Men can support capable women by being their advocate, confidant, mentor, coach, champion or sponsor. They can open the door to give them access to fresh opportunities and experiences, new roles and new networks and contacts.
Senior male leaders are uniquely positioned to drive cultural change, and we encourage more men, particularly those in senior positions, to become allies.
How men can be allies to women at work: Five key ways
- Ask, don’t assume
- Run inclusive meetings
- Conduct inclusive hiring
- Be a sponsor
- Educate yourself and others
1. Ask ❓
We are sometimes told that men at work treat their female colleagues like ‘kid sisters’.
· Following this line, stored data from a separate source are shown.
#[cfg(test)]
mod tests {
    use super::*;
    use crate::testing::{Call, MockApi, queued};
    use mediadrop_notify::{Severity, ToastQueue};

    fn orchestrator(api: Arc<MockApi>) -> (UploadOrchestrator, Arc<Mutex<ToastQueue>>) {
        let toasts = Arc::new(Mutex::new(ToastQueue::new()));
        let orch = UploadOrchestrator::new(
            api,
            OrchestratorConfig { chunk_size: 4 },
            toasts.clone(),
        );
        (orch, toasts)
    }

    fn drain(rx: &mut mpsc::Receiver<UploadEvent>) -> Vec<UploadEvent> {
        let mut events = Vec::new();
        while let Ok(event) = rx.try_recv() {
            events.push(event);
        }
        events
    }

    fn toasts_of(toasts: &Mutex<ToastQueue>) -> Vec<(Severity, String)> {
        toasts
            .lock()
            .unwrap()
            .iter()
            .map(|t| (t.severity, t.message.clone()))
            .collect()
    }

    #[tokio::test]
    async fn uploads_files_in_order() {
        let api = Arc::new(MockApi::new());
        let (mut orch, toasts) = orchestrator(api.clone());
        let mut rx = orch.take_events().unwrap();

        let report = orch
            .run_batch(vec![
                queued("a.jpg", 8),
                queued("b.jpg", 3),
                queued("c.jpg", 10),
            ])
            .await;

        assert_eq!(report.completed_process_count, 3);
        assert_eq!(report.succeeded(), 3);
        assert_eq!(
            report.outcomes.iter().map(|o| o.key.clone()).collect::<Vec<_>>(),
            vec![
                Some("obj-0".to_string()),
                Some("obj-1".to_string()),
                Some("obj-2".to_string())
            ]
        );
        assert!(report.outcomes.iter().all(|o| o.progress_percent == 100));
        assert_eq!(api.part_calls_for(0), 2);
        assert_eq!(api.part_calls_for(1), 1);
        assert_eq!(api.part_calls_for(2), 3);

        // Each file finishes before the next destination is requested.
        let calls = api.calls();
        let pos = |c: Call| calls.iter().position(|x| *x == c).unwrap();
        assert!(pos(Call::Status("task-obj-0".into())) < pos(Call::Destination(1)));
        assert!(pos(Call::Status("task-obj-1".into())) < pos(Call::Destination(2)));

        let events = drain(&mut rx);
        let started: Vec<(usize, String)> = events
            .iter()
            .filter_map(|e| match e {
                UploadEvent::Started { index, name, .. } => Some((*index, name.clone())),
                _ => None,
            })
            .collect();
        assert_eq!(
            started,
            vec![
                (0, "a.jpg".to_string()),
                (1, "b.jpg".to_string()),
                (2, "c.jpg".to_string())
            ]
        );
        assert_eq!(
            events.last(),
            Some(&UploadEvent::BatchFinished {
                completed: 3,
                total: 3
            })
        );

        assert_eq!(
            toasts_of(&toasts),
            vec![
                (Severity::Info, "a.jpg successfully uploaded.".to_string()),
                (Severity::Info, "b.jpg successfully uploaded.".to_string()),
                (Severity::Info, "c.jpg successfully uploaded.".to_string()),
            ]
        );
        assert_eq!(
            orch.handle().progress(),
            BatchProgress {
                completed: 3,
                total: 3,
                percent: 100
            }
        );
    }

    #[tokio::test]
    async fn failed_file_does_not_stop_batch() {
        let api = Arc::new(MockApi::new().fail_part(0, 2));
        let (orch, toasts) = orchestrator(api.clone());

        let report = orch
            .run_batch(vec![queued("a.jpg", 8), queued("b.jpg", 3)])
            .await;

        assert_eq!(report.outcomes[0].status, FileStatus::Failed);
        assert!(report.outcomes[0].error.as_deref().unwrap().contains("part 2"));
        assert_eq!(report.outcomes[1].status, FileStatus::Completed);
        assert_eq!(report.completed_process_count, 2);
        assert!(!api.calls().contains(&Call::Finalize("obj-0".into())));

        let toasts = toasts_of(&toasts);
        assert_eq!(toasts.len(), 2);
        assert_eq!(toasts[0].0, Severity::Error);
        assert_eq!(
            toasts[1],
            (Severity::Info, "b.jpg successfully uploaded.".to_string())
        );
    }

    #[tokio::test]
    async fn canceled_file_advances_to_next() {
        let api = Arc::new(MockApi::new().hang_parts(1));
        let (mut orch, toasts) = orchestrator(api.clone());
        let mut rx = orch.take_events().unwrap();
        let handle = orch.handle();
        let orch = Arc::new(orch);

        let files = vec![queued("a.jpg", 8), queued("b.jpg", 8), queued("c.jpg", 10)];
        let task = tokio::spawn({
            let orch = Arc::clone(&orch);
            async move { orch.run_batch(files).await }
        });

        while api.part_calls_for(1) < 2 {
            tokio::task::yield_now().await;
        }
        handle.cancel(1).unwrap();
        let report = task.await.unwrap();

        let statuses: Vec<FileStatus> = report.outcomes.iter().map(|o| o.status).collect();
        assert_eq!(
            statuses,
            vec![
                FileStatus::Completed,
                FileStatus::Canceled,
                FileStatus::Completed
            ]
        );
        assert_eq!(report.completed_process_count, 3);
        assert!(!api.calls().contains(&Call::Finalize("obj-1".into())));
        assert!(!api.calls().contains(&Call::Status("task-obj-1".into())));
        assert!(
            toasts_of(&toasts).contains(&(Severity::Info, "b.jpg uploading canceled.".to_string()))
        );
        assert!(drain(&mut rx).contains(&UploadEvent::Canceled {
            file_id: "id-b.jpg".into(),
            name: "b.jpg".into()
        }));
    }

    #[tokio::test]
    async fn cancel_current_targets_running_file() {
        let api = Arc::new(MockApi::new().hang_parts(0));
        let (orch, _toasts) = orchestrator(api.clone());
        let handle = orch.handle();
        assert!(!handle.cancel_current());

        let orch = Arc::new(orch);
        let task = tokio::spawn({
            let orch = Arc::clone(&orch);
            async move { orch.run_batch(vec![queued("a.jpg", 8)]).await }
        });
        while api.part_calls_for(0) < 2 {
            tokio::task::yield_now().await;
        }
        assert!(handle.cancel_current());

        let report = task.await.unwrap();
        assert_eq!(report.canceled(), 1);
        // Last reported value is kept.
        assert_eq!(report.outcomes[0].progress_percent, 50);
    }

    #[tokio::test]
    async fn completed_files_are_skipped() {
        let api = Arc::new(MockApi::new());
        let (orch, _toasts) = orchestrator(api.clone());
        let mut done = queued("a.jpg", 8);
        done.status = FileStatus::Completed;
        done.progress_percent = 100;

        let report = orch.run_batch(vec![done, queued("b.jpg", 3)]).await;

        assert_eq!(api.calls().iter().filter(|c| matches!(c, Call::Destination(_))).count(), 1);
        assert_eq!(report.succeeded(), 2);
        assert_eq!(report.completed_process_count, 1);
        assert_eq!(report.outcomes[1].key.as_deref(), Some("obj-0"));
    }

    #[tokio::test]
    async fn empty_file_completes() {
        let api = Arc::new(MockApi::new());
        let (orch, _toasts) = orchestrator(api.clone());

        let report = orch.run_batch(vec![queued("empty.png", 0)]).await;

        assert_eq!(report.succeeded(), 1);
        assert_eq!(api.part_calls(), 1);
    }

    #[tokio::test]
    async fn unread_events_never_stall_batch() {
        let api = Arc::new(MockApi::new());
        let (mut orch, _toasts) = orchestrator(api);
        let mut rx = orch.take_events().unwrap();
        let files: Vec<QueuedFile> = (0..300).map(|i| queued(&format!("{i}.jpg"), 1)).collect();

        let report = tokio::time::timeout(std::time::Duration::from_secs(5), orch.run_batch(files))
            .await
            .expect("batch stalled on a full event channel");

        assert_eq!(report.completed_process_count, 300);
        assert_eq!(report.succeeded(), 300);
        // The channel kept the oldest events and dropped the overflow.
        let events = drain(&mut rx);
        assert_eq!(events.len(), 256);
        assert!(matches!(&events[0], UploadEvent::Started { index: 0, .. }));
    }

    #[tokio::test]
    async fn events_are_silent_until_taken() {
        let api = Arc::new(MockApi::new());
        let (mut orch, _toasts) = orchestrator(api);

        orch.run_batch(vec![queued("a.jpg", 8)]).await;

        let mut rx = orch.take_events().unwrap();
        assert!(rx.try_recv().is_err());
        assert!(orch.take_events().is_none());
    }

    #[test]
    fn cancel_unknown_session() {
        let handle = BatchHandle::default();
        assert!(matches!(handle.cancel(5), Err(UploadError::NotFound(5))));
        assert!(matches!(handle.cancel_file(0), Err(UploadError::NotFound(0))));
        assert_eq!(handle.progress().percent, 0);
    }

    #[tokio::test]
    async fn close_clears_batch() {
        let api = Arc::new(MockApi::new());
        let (orch, _toasts) = orchestrator(api);
        let handle = orch.handle();

        orch.run_batch(vec![queued("a.jpg", 8), queued("b.jpg", 3)])
            .await;
        assert_eq!(handle.files().len(), 2);
        assert_eq!(handle.completed_process_count(), 2);

        handle.close();
        assert!(handle.files().is_empty());
        assert_eq!(handle.completed_process_count(), 0);
        assert!(matches!(handle.cancel(0), Err(UploadError::NotFound(0))));
    }

    #[tokio::test]
    async fn poisoned_batch_state_still_usable() {
        let api = Arc::new(MockApi::new());
        let (orch, _toasts) = orchestrator(api);
        let handle = orch.handle();

        let state = Arc::clone(&handle.state);
        let _ = std::thread::spawn(move || {
            let _guard = state.lock().unwrap();
            panic!("holder panicked");
        })
        .join();
        assert!(handle.state.is_poisoned());

        let report = orch.run_batch(vec![queued("a.jpg", 8)]).await;
        assert_eq!(report.succeeded(), 1);
        assert_eq!(handle.progress().percent, 100);
        handle.close();
        assert!(handle.files().is_empty());
    }
}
“My advice would be to ask a woman what she wants rather than assume,” says Aurora50 co-founder Diana Wilde.
“For example, when we returned to work during the COVID-19 pandemic, some men assumed women would still prefer to work from home.
“While intended to be kind, it is better to ask.”
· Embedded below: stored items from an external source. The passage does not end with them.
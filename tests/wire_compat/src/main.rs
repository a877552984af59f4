fn main() {
    println!("Run `cargo test -p wire-compat` to execute wire compatibility tests.");
}

#[cfg(test)]
mod tests {
    use std::fs;
    use std::path::PathBuf;

    use mediadrop_protocol::{
        DEFAULT_PIPELINE, FinalizeRequest, ProcessingTask, StatusRequest, UploadDestination,
    };

    /// Returns the path to the fixtures directory.
    fn fixtures_dir() -> PathBuf {
        PathBuf::from(env!("CARGO_MANIFEST_DIR")).join("fixtures")
    }

    /// Loads a fixture JSON file and returns it as a `serde_json::Value`.
    fn load_fixture(name: &str) -> serde_json::Value {
        let path = fixtures_dir().join(name);
        let data = fs::read_to_string(&path)
            .unwrap_or_else(|e| panic!("failed to read fixture {}: {e}", path.display()));
        serde_json::from_str(&data)
            .unwrap_or_else(|e| panic!("failed to parse fixture {}: {e}", path.display()))
    }

    /// Deserializes a fixture into a Rust type, re-serializes it, and compares
    /// the JSON values (order-independent comparison).
    fn roundtrip_test<T>(name: &str) -> T
    where
        T: serde::de::DeserializeOwned + serde::Serialize,
    {
        let fixture = load_fixture(name);
        let parsed: T = serde_json::from_value(fixture.clone())
            .unwrap_or_else(|e| panic!("failed to deserialize {name}: {e}"));
        let reserialized = serde_json::to_value(&parsed)
            .unwrap_or_else(|e| panic!("failed to re-serialize {name}: {e}"));

        assert_eq!(
            fixture, reserialized,
            "roundtrip mismatch for {name}:\n  API:  {fixture}\n  Rust: {reserialized}"
        );
        parsed
    }

    // --- JSON responses ---

    #[test]
    fn fixture_upload_destination() {
        let dest = roundtrip_test::<UploadDestination>("upload_destination.json");
        assert!(dest.url.contains("X-Amz-Signature"));
    }

    #[test]
    fn fixture_processing_task() {
        let task = roundtrip_test::<ProcessingTask>("processing_task.json");
        assert_eq!(task.task_id, "9d3b7f40-5a1e-4c2b-8f0d-6e1a2b3c4d5e");
    }

    #[test]
    fn destination_ignores_extra_fields() {
        let json = r#"{"key":"k","url":"https://bucket.test/k","uploadId":"u-1"}"#;
        let dest: UploadDestination = serde_json::from_str(json).unwrap();
        assert_eq!(dest.key, "k");
    }

    // --- Form bodies ---

    #[test]
    fn finalize_form_encoding() {
        let request = roundtrip_test::<FinalizeRequest>("finalize_request.json");
        assert_eq!(request.pipeline, DEFAULT_PIPELINE);

        let form = serde_urlencoded::to_string(&request).unwrap();
        assert_eq!(
            form,
            "key=uploads%2F2f6c1a9e-beach.jpg&pipeline=dragonfly-img-basic"
        );
    }

    #[test]
    fn status_form_encoding() {
        let request = roundtrip_test::<StatusRequest>("status_request.json");

        let form = serde_urlencoded::to_string(&request).unwrap();
        assert_eq!(form, "taskId=9d3b7f40-5a1e-4c2b-8f0d-6e1a2b3c4d5e");

        let back: StatusRequest = serde_urlencoded::from_str(&form).unwrap();
        assert_eq!(back, request);
    }
}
[Related: The business case for diversity and inclusion – in numbers | From boardroom diversity to DEI: Aurora50 spreads its wings | What HR in the UAE say about DEI]
2. Inclusive meetings 👔
Women and other marginalised colleagues can feel like the ‘only’ in the room, which can bring a false sense of imposter syndrome.
If everyone in the room looks the same, bring some more diverse people to the meeting.
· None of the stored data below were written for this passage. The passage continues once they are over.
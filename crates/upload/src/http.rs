//! reqwest implementation of [`StorageApi`].
//!
//! Destination, finalize and status calls carry the API key in the
//! `Authorization` header. Part PUTs go straight to the pre-signed URL with
//! no extra headers besides `Content-Length`.

use bytes::Bytes;
use futures_util::StreamExt;
use mediadrop_protocol::{
    DEFAULT_PIPELINE, FinalizeRequest, PROCESS_PATH, ProcessingTask, STAGING_PATH, STATUS_PATH,
    StatusReport, StatusRequest, UploadDestination, endpoint,
};
use reqwest::header::{AUTHORIZATION, CONTENT_LENGTH, HeaderMap, HeaderValue};
use reqwest::{Body, Response};
use tokio_util::sync::CancellationToken;
use tracing::debug;

use crate::api::{ApiFuture, PartProgressFn, PartUpload, StorageApi};
use crate::error::ApiError;

/// Size of the slices a part body is streamed in.
const STREAM_SLICE: usize = 64 * 1024;

/// Endpoints and credentials of the media API.
#[derive(Debug, Clone, PartialEq, Eq)]
pub struct ApiConfig {
    pub api_key: String,
    pub staging_url: String,
    pub process_url: String,
    pub status_url: String,
    /// Processing pipeline requested on finalize.
    pub pipeline: String,
}

impl ApiConfig {
    /// Config with the standard paths under `base`.
    pub fn new(base: &str, api_key: impl Into<String>) -> Self {
        Self {
            api_key: api_key.into(),
            staging_url: endpoint(base, STAGING_PATH),
            process_url: endpoint(base, PROCESS_PATH),
            status_url: endpoint(base, STATUS_PATH),
            pipeline: DEFAULT_PIPELINE.to_string(),
        }
    }
}

/// Talks to the media API and the storage bucket over HTTP.
pub struct HttpStorageApi {
    api: reqwest::Client,
    parts: reqwest::Client,
    config: ApiConfig,
}

impl HttpStorageApi {
    /// Builds both HTTP clients. Fails if the key is not a valid header value.
    pub fn new(config: ApiConfig) -> Result<Self, ApiError> {
        let mut headers = HeaderMap::new();
        headers.insert(
            AUTHORIZATION,
            HeaderValue::from_str(&config.api_key).map_err(|_| ApiError::InvalidKey)?,
        );

        let api = reqwest::Client::builder()
            .default_headers(headers)
            .build()?;
        let parts = reqwest::Client::builder().build()?;

        Ok(Self { api, parts, config })
    }

    pub fn config(&self) -> &ApiConfig {
        &self.config
    }

    async fn put_part(
        &self,
        part: PartUpload,
        on_progress: PartProgressFn,
        cancel: CancellationToken,
    ) -> Result<(), ApiError> {
        if cancel.is_cancelled() {
            return Err(ApiError::Canceled);
        }

        let total = part.body.len() as u64;
        let slices: Vec<Bytes> = (0..part.body.len())
            .step_by(STREAM_SLICE)
            .map(|start| {
                let end = (start + STREAM_SLICE).min(part.body.len());
                part.body.slice(start..end)
            })
            .collect();

        let stream_cancel = cancel.clone();
        let mut loaded = 0u64;
        let stream = futures_util::stream::iter(slices).map(move |slice| {
            if stream_cancel.is_cancelled() {
                return Err(std::io::Error::other("part upload canceled"));
            }
            loaded += slice.len() as u64;
            on_progress(loaded, total);
            Ok::<Bytes, std::io::Error>(slice)
        });

        debug!(part = part.number, bytes = total, "sending part");
        let request = self
            .parts
            .put(&part.url)
            .header(CONTENT_LENGTH, total)
            .body(Body::wrap_stream(stream))
            .send();

        let resp = tokio::select! {
            biased;
            _ = cancel.cancelled() => return Err(ApiError::Canceled),
            resp = request => resp,
        };
        let resp = match resp {
            Ok(resp) => resp,
            Err(_) if cancel.is_cancelled() => return Err(ApiError::Canceled),
            Err(e) => return Err(e.into()),
        };

        check_status(resp).await?;
        Ok(())
    }
}

/// Maps non-2xx responses to [`ApiError::Status`].
async fn check_status(resp: Response) -> Result<Response, ApiError> {
    let status = resp.status();
    if !status.is_success() {
        let body = resp.text().await.unwrap_or_default();
        return Err(ApiError::Status {
            status: status.as_u16(),
            body,
        });
    }
    Ok(resp)
}

impl StorageApi for HttpStorageApi {
    fn request_destination(&self) -> ApiFuture<'_, UploadDestination> {
        Box::pin(async move {
            let resp = self.api.post(&self.config.staging_url).send().await?;
            let body = check_status(resp).await?.bytes().await?;
            Ok(serde_json::from_slice(&body)?)
        })
    }

    fn upload_part(
        &self,
        part: PartUpload,
        on_progress: PartProgressFn,
        cancel: CancellationToken,
    ) -> ApiFuture<'_, ()> {
        Box::pin(self.put_part(part, on_progress, cancel))
    }

    fn finalize(&self, key: String) -> ApiFuture<'_, ProcessingTask> {
        Box::pin(async move {
            let form = FinalizeRequest {
                key,
                pipeline: self.config.pipeline.clone(),
            };
            let resp = self
                .api
                .post(&self.config.process_url)
                .form(&form)
                .send()
                .await?;
            let body = check_status(resp).await?.bytes().await?;
            Ok(serde_json::from_slice(&body)?)
        })
    }

    fn poll_status(&self, task_id: String) -> ApiFuture<'_, StatusReport> {
        Box::pin(async move {
            let form = StatusRequest { task_id };
            let resp = self
                .api
                .post(&self.config.status_url)
                .form(&form)
                .send()
                .await?;
            let body = check_status(resp).await?.text().await?;
            Ok(StatusReport { body })
        })
    }
}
And if some attendees are not getting their voice heard, help.
“Women are spoken over more than men so an ally can bring them back into the conversation or emphasise the point they made and acknowledge that they made it,” says Ms Wilde.
3. Inclusive hiring 🤝
When you’re involved in employing someone new, stretch beyond your usual ‘go-tos’ for referrals.
Ask for job adverts to be put in new places. Insist on diversity during the hiring process. Have more – and more – diverse people, from different departments, involved in job interviews.
Watch out for unconscious bias in hiring and promoting, such as “it sounds like she’s a busy mum” or “I’m not sure she can handle this responsibility”. Would you have this conversation about a man?
4. Sponsor 💬
Become a sponsor to a woman in your workplace – or elsewhere. This means more than just mentoring and advising her.
Be a vocal advocate, a champion, a door-opener. Lobby on her behalf and give her access to your best contacts. Give insightful and useful feedback.
If you’re on a board, give her opportunities to sit in on and shadow board meetings. Nominate her for a board role.
Sponsorship is good for you too. Being known to be the sponsor of someone who is sprinting up the ladder reflects well on you and your business.
[Related: Design think your career to find your sponsors]
5. Educate 📚
Educate yourself. Listen, read, watch and learn… and unlearn. Then educate others.
“Men can help by educating other men,” says Ms Wilde. “It can be hard to challenge a comment which shows bias – for instance, challenging statements about a woman not being as engaged after having a baby.
“A man can show his support by ensuring that such misconceptions are corrected.”
You can help drive systemic improvement and cultural change in your company. What are your policies and practices on diversity and inclusion? Where can they be improved? Really push for organisational change.
Allies are powerful. But so are inaction and silence. Step forward and lend a helping hand, even if you get it wrong at first. The more you try, the easier and more comfortable it gets.